Le Grand Prix de Tennis de Lyon existe depuis 1987. Peu mis en valeur du point de vue médiatique, il a souvent accueilli des "pointures".
Cette année les internationaux n'ont pas vraiment souhaité faire le déplacement mais le public aura la possibilité de voir évoluer Santoro, Clément ou encore Tsonga qui, bien qu'en petite forme, n'a pas l'intention de faire de la figuration.
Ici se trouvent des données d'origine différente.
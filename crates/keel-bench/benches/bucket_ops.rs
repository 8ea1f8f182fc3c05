//! Criterion micro-benchmarks for bucket-array insert/remove churn.

use criterion::{black_box, criterion_group, criterion_main, Criterion};
use keel_bench::{churn_ops, ChurnOp};
use keel_pool::{BucketArray, BucketLocator, FreeList};

const OPS: usize = 4096;
const SEED: u64 = 0xB0CE7;

/// Benchmark: sequential inserts across many buckets.
fn bench_bucket_insert(c: &mut Criterion) {
    c.bench_function("bucket_insert_4096", |b| {
        b.iter(|| {
            let mut buckets: BucketArray<u64> = BucketArray::new(64);
            for i in 0..OPS as u64 {
                black_box(buckets.insert(i).unwrap());
            }
        });
    });
}

/// Benchmark: mixed churn at ~60% inserts, locators resolved each op.
fn bench_bucket_churn(c: &mut Criterion) {
    let ops = churn_ops(OPS, 600, SEED);
    c.bench_function("bucket_churn_60_40", |b| {
        b.iter(|| {
            let mut buckets: BucketArray<u64> = BucketArray::new(64);
            let mut live: Vec<(BucketLocator, u64)> = Vec::new();
            for &op in &ops {
                match op {
                    ChurnOp::Insert(value) => {
                        live.push((buckets.insert(value).unwrap(), value));
                    }
                    ChurnOp::Remove(pick) => {
                        if !live.is_empty() {
                            let (locator, _) = live.swap_remove(pick % live.len());
                            black_box(buckets.remove(locator));
                        }
                    }
                }
            }
            black_box(buckets.len());
        });
    });
}

/// Benchmark: locator lookups on a populated bucket array.
fn bench_bucket_lookup(c: &mut Criterion) {
    let mut buckets: BucketArray<u64> = BucketArray::new(64);
    let locators: Vec<BucketLocator> = (0..OPS as u64)
        .map(|i| buckets.insert(i).unwrap())
        .collect();
    c.bench_function("bucket_lookup_4096", |b| {
        b.iter(|| {
            for &locator in &locators {
                black_box(buckets[locator]);
            }
        });
    });
}

/// Benchmark: free-list allocate/release cycle at full occupancy swing.
fn bench_free_list_cycle(c: &mut Criterion) {
    let mut pool = FreeList::new(64, 256);
    c.bench_function("free_list_fill_drain_256", |b| {
        b.iter(|| {
            let slots: Vec<_> = (0..256).map(|_| pool.allocate(64).unwrap()).collect();
            for slot in slots {
                pool.release(slot);
            }
        });
    });
}

criterion_group!(
    benches,
    bench_bucket_insert,
    bench_bucket_churn,
    bench_bucket_lookup,
    bench_free_list_cycle
);
criterion_main!(benches);
//! Allocator-agnostic sequence and map containers for the Keel toolkit.
//!
//! Every container here is parameterized over the `keel-core`
//! [`Allocator`](keel_core::Allocator) capability, either injected at
//! construction (`*_in` constructors) or defaulted to the process-heap
//! [`HeapAllocator`](keel_core::HeapAllocator):
//!
//! - [`FixedArray`]: a sequence with caller-declared, fixed capacity.
//! - [`Array`]: a growable sequence with doubling growth through its
//!   allocator.
//! - [`FixedMap`]: a fixed-capacity open-addressing hash table with
//!   linear probing.
//! - [`FixedStringMap`]: the string-keyed variant that owns copies of
//!   its keys.
//!
//! None of the containers synchronize access; exclusive ownership is
//! the caller's, enforced by `&mut`.

#![deny(missing_docs)]
#![deny(rustdoc::broken_intra_doc_links)]
#![forbid(unsafe_code)]

pub mod array;
pub mod error;
pub mod fixed;
pub mod map;
pub mod string_map;

pub use array::Array;
pub use error::{CapacityError, MapError};
pub use fixed::FixedArray;
pub use map::FixedMap;
pub use string_map::FixedStringMap;
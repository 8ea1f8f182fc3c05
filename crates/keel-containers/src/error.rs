//! Container-specific error types.

use std::error::Error;
use std::fmt;

/// A fixed-capacity structure was asked to hold more than it can.
///
/// Returned by the non-growing containers ([`FixedArray`](crate::FixedArray)):
/// their capacity is part of the construction contract and there is
/// no resize operation by design.
#[derive(Clone, Copy, Debug, PartialEq, Eq)]
pub struct CapacityError {
    /// The structure's fixed capacity.
    pub capacity: usize,
}

impl fmt::Display for CapacityError {
    fn fmt(&self, f: &mut fmt::Formatter<'_>) -> fmt::Result {
        write!(f, "fixed capacity of {} exceeded", self.capacity)
    }
}

impl Error for CapacityError {}

/// Errors from the fixed-capacity maps.
#[derive(Clone, Copy, Debug, PartialEq, Eq)]
pub enum MapError {
    /// The table already holds `capacity` entries; fixed-capacity
    /// maps never resize.
    Full {
        /// The table's capacity.
        capacity: usize,
    },
}

impl fmt::Display for MapError {
    fn fmt(&self, f: &mut fmt::Formatter<'_>) -> fmt::Result {
        match self {
            Self::Full { capacity } => {
                write!(f, "map is full: capacity {capacity}")
            }
        }
    }
}

impl Error for MapError {}
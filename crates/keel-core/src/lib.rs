//! Core abstractions for the Keel memory-and-container toolkit.
//!
//! This is the leaf crate with zero internal dependencies. It defines
//! the [`Allocator`] capability that every Keel container is
//! parameterized over, the default [`HeapAllocator`], the shared
//! [`AllocError`] type, and the [`MapKey`] hashing capability used by
//! the fixed-capacity maps.

#![deny(missing_docs)]
#![deny(rustdoc::broken_intra_doc_links)]
#![forbid(unsafe_code)]

pub mod alloc;
pub mod error;
pub mod key;

pub use alloc::{Allocator, HeapAllocator};
pub use error::AllocError;
pub use key::MapKey;
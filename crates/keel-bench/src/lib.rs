//! Deterministic workload builders for the Keel benchmarks.
//!
//! Every generator is seeded so repeated benchmark runs measure the
//! same operation sequence; regressions come from code changes, not
//! workload drift.

#![forbid(unsafe_code)]
#![deny(rustdoc::broken_intra_doc_links)]

use rand::prelude::*;
use rand_chacha::ChaCha8Rng;

/// One step of an insert/remove churn workload.
///
/// `Insert` adds the carried value; `Remove(i)` removes the i-th
/// oldest element still live (modulo the live count).
#[derive(Clone, Copy, Debug)]
pub enum ChurnOp {
    /// Insert a new element carrying this value.
    Insert(u64),
    /// Remove a live element picked by this index seed.
    Remove(usize),
}

/// Build a churn sequence of `len` operations, biased `insert_permille`
/// inserts per thousand.
pub fn churn_ops(len: usize, insert_permille: u32, seed: u64) -> Vec<ChurnOp> {
    let mut rng = ChaCha8Rng::seed_from_u64(seed);
    (0..len)
        .map(|i| {
            if rng.random_range(0..1000) < insert_permille {
                ChurnOp::Insert(i as u64)
            } else {
                ChurnOp::Remove(rng.random_range(0..usize::MAX))
            }
        })
        .collect()
}

/// Build `count` distinct `u32` keys, shuffled deterministically.
///
/// Keys are spread across the value range so checksum-hash clustering
/// reflects realistic identifiers rather than a dense 0..n run.
pub fn shuffled_keys(count: usize, seed: u64) -> Vec<u32> {
    let mut rng = ChaCha8Rng::seed_from_u64(seed);
    // Odd multiplier keeps the mapping bijective, so keys are distinct.
    let mut keys: Vec<u32> = (0..count as u32)
        .map(|i| i.wrapping_mul(2654435761))
        .collect();
    keys.shuffle(&mut rng);
    keys
}

/// Build `count` short ASCII keys for the string map benchmarks.
pub fn string_keys(count: usize, seed: u64) -> Vec<String> {
    let mut rng = ChaCha8Rng::seed_from_u64(seed);
    (0..count)
        .map(|_| {
            let len = rng.random_range(4..12);
            (0..len)
                .map(|_| char::from(rng.random_range(b'a'..=b'z')))
                .collect()
        })
        .collect()
}
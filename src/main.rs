// Copyright (c) 2026 Robert L. Snyder, Sierra Vista, AZ
// Licensed under the MIT License. See LICENSE file in the project root for details.

use std::fs::OpenOptions;
use std::path::{Path, PathBuf};
use std::sync::Mutex;
use std::thread;
use std::time::Duration;

use anyhow::{bail, Context, Result};
use clap::{Parser, Subcommand};
use tracing::info;
use tracing_subscriber::EnvFilter;

use soundboard::catalog::{CatalogSession, InMemoryCatalog, PRESET_BUTTONS};
use soundboard::config::{AppConfig, Backend};
use soundboard::media::{self, Upload};
use soundboard::playback::output::{default_device_name, list_devices};
use soundboard::playback::{CpalDevice, SilentDevice};
use soundboard::ui::{self, App};
use soundboard::{Completion, PlaybackDevice, ProjectFile, Session, SlotId, Transition};

/// Knights soundboard: one clip at a time, saved as a single JSON project
#[derive(Parser, Debug)]
#[command(name = "soundboard", version)]
struct Cli {
    /// YAML configuration file
    #[arg(short, long, global = true)]
    config: Option<PathBuf>,

    /// Play without sound output
    #[arg(long, global = true)]
    silent: bool,

    #[command(subcommand)]
    command: Option<Command>,
}

#[derive(Subcommand, Debug)]
enum Command {
    /// Interactive terminal UI (default)
    Tui {
        /// Project to open at start
        project: Option<PathBuf>,
    },
    /// Write an empty project file
    New {
        /// Output path (defaults to today's file name)
        output: Option<PathBuf>,
        /// Overwrite an existing file
        #[arg(short, long)]
        force: bool,
    },
    /// Show the slots of a project
    List {
        /// Project file
        project: PathBuf,
        /// Include empty slots
        #[arg(short, long)]
        all: bool,
    },
    /// Put an audio file into a slot
    Assign {
        /// Project file, updated in place
        project: PathBuf,
        /// Slot id, e.g. btn_section1_0
        slot: String,
        /// Audio file
        audio: PathBuf,
    },
    /// Remove the clip from a slot
    Delete {
        /// Project file, updated in place
        project: PathBuf,
        /// Slot id
        slot: String,
        /// Confirm the deletion
        #[arg(short, long)]
        yes: bool,
    },
    /// Play one slot to the end
    Play {
        /// Project file
        project: PathBuf,
        /// Slot id
        slot: String,
    },
    /// Print the team colors of a logo image
    Palette {
        /// Image file
        image: PathBuf,
    },
    /// Show the preset catalog searches
    Presets {
        /// JSON track list to search
        #[arg(long)]
        catalog: Option<PathBuf>,
    },
    /// List audio output devices
    Devices,
}

fn main() -> Result<()> {
    let cli = Cli::parse();
    let config = AppConfig::load_or_default(cli.config.as_deref())?;

    let command = cli.command.unwrap_or(Command::Tui { project: None });
    let tui = matches!(command, Command::Tui { .. });
    init_logging(&config, tui)?;

    match command {
        Command::Tui { project } => run_tui(&config, cli.silent, project.as_deref()),
        Command::New { output, force } => new_project(output, force),
        Command::List { project, all } => list_project(&project, all),
        Command::Assign {
            project,
            slot,
            audio,
        } => assign_clip(&project, &SlotId::new(slot), &audio),
        Command::Delete { project, slot, yes } => delete_clip(&project, &SlotId::new(slot), yes),
        Command::Play { project, slot } => {
            play_slot(&config, cli.silent, &project, &SlotId::new(slot))
        }
        Command::Palette { image } => print_palette(&image),
        Command::Presets { catalog } => show_presets(catalog.as_deref()),
        Command::Devices => {
            print_devices();
            Ok(())
        }
    }
}

/// Install the fmt subscriber. The TUI owns the terminal, so its logs go
/// to the configured file or nowhere.
fn init_logging(config: &AppConfig, tui: bool) -> Result<()> {
    let filter = EnvFilter::try_from_default_env()
        .or_else(|_| EnvFilter::try_new(&config.log_level))
        .unwrap_or_else(|_| EnvFilter::new("info"));
    let builder = tracing_subscriber::fmt().with_env_filter(filter);

    if !tui {
        builder.with_writer(std::io::stderr).init();
        return Ok(());
    }

    match &config.log_file {
        Some(path) => {
            let file = OpenOptions::new()
                .create(true)
                .append(true)
                .open(path)
                .with_context(|| format!("Failed to open log file: {:?}", path))?;
            builder.with_writer(Mutex::new(file)).with_ansi(false).init();
        }
        None => builder.with_writer(std::io::sink).init(),
    }
    Ok(())
}

fn make_device(config: &AppConfig, silent: bool) -> Box<dyn PlaybackDevice> {
    if silent || config.playback.backend == Backend::Silent {
        Box::new(SilentDevice::new())
    } else {
        Box::new(CpalDevice::new())
    }
}

fn make_session(config: &AppConfig, silent: bool) -> Session {
    Session::new(make_device(config, silent))
        .with_volume(config.playback.volume)
        .with_theme(config.theme.clone())
}

/// Session without audio, for editing project files
fn editing_session(project: &Path) -> Result<Session> {
    let mut session = Session::new(Box::new(SilentDevice::new()));
    session
        .load_project(project)
        .with_context(|| format!("Failed to load project: {:?}", project))?;
    Ok(session)
}

fn run_tui(config: &AppConfig, silent: bool, project: Option<&Path>) -> Result<()> {
    let mut session = make_session(config, silent);
    if let Some(path) = project {
        session
            .load_project(path)
            .with_context(|| format!("Failed to load project: {:?}", path))?;
    }

    info!("starting terminal UI");
    let mut app = App::new(&config.ui).context("Failed to set up terminal")?;
    app.run(&mut session).context("Terminal UI failed")?;
    Ok(())
}

fn new_project(output: Option<PathBuf>, force: bool) -> Result<()> {
    let path = output.unwrap_or_else(|| {
        PathBuf::from(ProjectFile::default_file_name(chrono::Local::now().date_naive()))
    });
    if path.exists() && !force {
        bail!("{:?} already exists (use --force to overwrite)", path);
    }

    let session = Session::new(Box::new(SilentDevice::new()));
    session
        .save_project(&path)
        .with_context(|| format!("Failed to write project: {:?}", path))?;
    println!(
        "Created {} with {} empty slots",
        path.display(),
        session.board().slot_count()
    );
    Ok(())
}

fn list_project(project: &Path, all: bool) -> Result<()> {
    let session = editing_session(project)?;
    let board = session.board();

    for section in board.sections() {
        println!(
            "{} ({}/{} loaded, capacity {})",
            section.id().title(),
            section.loaded_count(),
            section.len(),
            section.capacity()
        );
        for slot in section.slots().iter().filter(|s| all || s.is_loaded()) {
            let file = slot
                .clip()
                .map(|c| format!("  [{}, {} bytes]", c.filename(), c.len()))
                .unwrap_or_default();
            println!(
                "  {} {:<18} {}{}",
                ui::slot_glyph(slot),
                slot.id(),
                slot.label(),
                file
            );
        }
    }
    Ok(())
}

fn assign_clip(project: &Path, slot: &SlotId, audio: &Path) -> Result<()> {
    let mut session = editing_session(project)?;
    let label = session
        .upload_clip(slot, audio)
        .with_context(|| format!("Failed to assign {:?} to {}", audio, slot))?
        .label()
        .to_string();
    session.save_project(project)?;
    println!("{} now plays \"{}\"", slot, label);
    Ok(())
}

fn delete_clip(project: &Path, slot: &SlotId, yes: bool) -> Result<()> {
    if !yes {
        bail!("deleting a clip cannot be undone; pass --yes to confirm");
    }
    let mut session = editing_session(project)?;
    let label = session.delete_clip(slot)?.label().to_string();
    session.save_project(project)?;
    println!("Cleared {} ({})", slot, label);
    Ok(())
}

fn play_slot(config: &AppConfig, silent: bool, project: &Path, slot: &SlotId) -> Result<()> {
    let mut session = make_session(config, silent);
    session
        .load_project(project)
        .with_context(|| format!("Failed to load project: {:?}", project))?;

    match session.toggle(slot)? {
        Transition::Ignored => bail!("{} has no clip", slot),
        _ => println!("Playing {} (Ctrl+C to stop)", slot),
    }

    loop {
        if let Some((_, completion)) = session.poll() {
            match completion {
                Completion::Ended => {
                    println!("Finished");
                    return Ok(());
                }
                Completion::Error(msg) => bail!("playback failed: {}", msg),
            }
        }
        thread::sleep(Duration::from_millis(50));
    }
}

fn print_palette(image: &Path) -> Result<()> {
    let upload = Upload::image(image).with_context(|| format!("Failed to read {:?}", image))?;
    let palette = media::extract_palette(&upload.bytes)?;
    if palette.is_empty() {
        println!("No usable colors found");
    }
    for (role, color) in ["primary", "secondary", "accent"].iter().zip(&palette) {
        println!("{:<10} {}", role, color);
    }
    Ok(())
}

fn show_presets(catalog: Option<&Path>) -> Result<()> {
    let Some(path) = catalog else {
        for preset in &PRESET_BUTTONS {
            println!("{} {:<10} \"{}\"", preset.emoji, preset.title, preset.search_query);
        }
        return Ok(());
    };

    let mut session = CatalogSession::new(InMemoryCatalog::load(path)?);
    let status = session.authorize();
    println!("Catalog access: {}", status);

    for preset in &PRESET_BUTTONS {
        let tracks = session.search_preset(preset)?;
        println!("{} {} ({} tracks)", preset.emoji, preset.title, tracks.len());
        for track in tracks.iter().take(5) {
            println!("    {} - {}", track.title, track.artist);
        }
    }
    Ok(())
}

fn print_devices() {
    let default = default_device_name();
    let devices = list_devices();
    if devices.is_empty() {
        println!("No audio output devices found");
    }
    for name in devices {
        let marker = if Some(&name) == default.as_ref() { "*" } else { " " };
        println!("{} {}", marker, name);
    }
}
Les résultats du 27 octobre :
Marc GICQUEL (FRA) bat Jérôme HAEHNEL (FRA) 6/1 6/4
Kevin ANDERSON (RSA) bat Simon GREUL (GER) 6/4 4/6 7/6
Michael LLODRA (FRA) bat Lamine OUAHAB (ALG) 6/1 6/2
David GUEZ (FRA) bat Rajeev RAM (USA) 6/2 6/4
Ivan LJUBICIC (CRO) bat Martin VASSALLO ARGUELLO (ARG) 6/3 6/4
Albert MONTANES (ESP) bat Fabrice SANTORO (FRA) 6/4 6/4
Benjamin BECKER (GER) bat Paolo LORENZI (ITA) 6/2 6/2
Jo-Wilfried TSONGA (FRA) bat Kevin KIM (USA) 7(5)/6 7(5)/6
Arnaud CLEMENT (FRA) bat Oscar HERNANDEZ (ESP) 6/1 6/3

Les matchs de jeudi 29 octobre :
Ivan Ljubicic (CRO) - Nicolas Kiefer (ALL)
Paul-Henri Mathieu (FRA) - Marc Gicquel (FRA)
Michaël Llodra (FRA) - Juan Monaco (ARG)
Arnaud Clément (FRA) - Benjamin Becker (ALL) (6-4 / 6-3)
Jo-Wilfried Tsonga (FRA) - Olivier Rochus (BEL)
Gilles Simon (FRA) - David Guez (FRA)

Les quart de finales
Arnaud Clément (FRA) -Jo-Wilfried Tsonga (FRA) (5-7 / 6-4 / 7-6)
Ivan Ljubicic (CRO) - Florent Serra (7-6 / 6-2)
Michaël Llodra (FRA) - Marc Gicquel (7-6 / 6-4)
Gilles Simon (FRA) Julien Benneteau (7-6 / 6-3)


Les demi-finales
14h: Clément - Ljubicic (2-6 / 4-6)
16h: Llodra - Simon (6-7 / 6-3 / 7-6)


Finale dimanche 1er novembre
Llodra - Ljubicic (5-7 / 3-6)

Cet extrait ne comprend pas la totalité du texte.